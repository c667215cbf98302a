use std::{
    collections::HashMap,
    sync::{Arc, Mutex},
};

use chrono::NaiveDate;
use playlist_digest::yt::{Transcript, TranscriptError, TranscriptFetcher, TranscriptResult};

/// Returns `transcript of <id>` published on 2024-05-13 for every video, unless a transcript,
/// date or failure is registered for it.
#[derive(Clone, Default)]
pub struct MockTranscriptFetcher {
    pub transcripts: HashMap<String, String>,
    pub publish_dates: HashMap<String, Option<NaiveDate>>,
    pub failures: HashMap<String, TranscriptError>,
    pub calls: Arc<Mutex<Vec<(String, String)>>>,
}

impl MockTranscriptFetcher {
    pub fn with_transcript(mut self, video_id: &str, transcript: &str) -> Self {
        self.transcripts
            .insert(video_id.to_string(), transcript.to_string());
        self
    }

    pub fn with_publish_date(mut self, video_id: &str, date: Option<NaiveDate>) -> Self {
        self.publish_dates.insert(video_id.to_string(), date);
        self
    }

    pub fn failing_for(mut self, video_id: &str, reason: TranscriptError) -> Self {
        self.failures.insert(video_id.to_string(), reason);
        self
    }
}

impl TranscriptFetcher for MockTranscriptFetcher {
    async fn fetch_transcript(&self, video_id: &str, title: &str) -> TranscriptResult {
        self.calls
            .lock()
            .unwrap()
            .push((video_id.to_string(), title.to_string()));
        if let Some(reason) = self.failures.get(video_id) {
            return Err(reason.clone());
        }

        Ok(Transcript {
            text: self
                .transcripts
                .get(video_id)
                .cloned()
                .unwrap_or_else(|| format!("transcript of {video_id}")),
            publish_date: self
                .publish_dates
                .get(video_id)
                .copied()
                .unwrap_or(NaiveDate::from_ymd_opt(2024, 5, 13)),
        })
    }
}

-------

For this exercise, retype the entire listing exactly.

repository c667215cbf98302a
use std::{
    collections::HashMap,
    sync::{Arc, Mutex},
};

use chrono::NaiveDate;
use playlist_digest::yt::{Transcript, TranscriptError, TranscriptFetcher, TranscriptResult};

/// Returns `transcript of <id>` published on 2024-05-13 for every video, unless a transcript,
/// date or failure is registered for it.
#[derive(Clone, Default)]
pub struct MockTranscriptFetcher {
    pub transcripts: HashMap<String, String>,
    pub publish_dates: HashMap<String, Option<NaiveDate>>,
    pub failures: HashMap<String, TranscriptError>,
    pub calls: Arc<Mutex<Vec<(String, String)>>>,
}

impl MockTranscriptFetcher {
    pub fn with_transcript(mut self, video_id: &str, transcript: &str) -> Self {
        self.transcripts
            .insert(video_id.to_string(), transcript.to_string());
        self
    }

    pub fn with_publish_date(mut self, video_id: &str, date: Option<NaiveDate>) -> Self {
        self.publish_dates.insert(video_id.to_string(), date);
        self
    }

    pub fn failing_for(mut self, video_id: &str, reason: TranscriptError) -> Self {
        self.failures.insert(video_id.to_string(), reason);
        self
    }
}

impl TranscriptFetcher for MockTranscriptFetcher {
    async fn fetch_transcript(&self, video_id: &str, title: &str) -> TranscriptResult {
        self.calls
            .lock()
            .unwrap()
            .push((video_id.to_string(), title.to_string()));
        if let Some(reason) = self.failures.get(video_id) {
            return Err(reason.clone());
        }

        Ok(Transcript {
            text: self
                .transcripts
                .get(video_id)
                .cloned()
                .unwrap_or_else(|| format!("transcript of {video_id}")),
            publish_date: self
                .publish_dates
                .get(video_id)
                .copied()
                .unwrap_or(NaiveDate::from_ymd_opt(2024, 5, 13)),
        })
    }
}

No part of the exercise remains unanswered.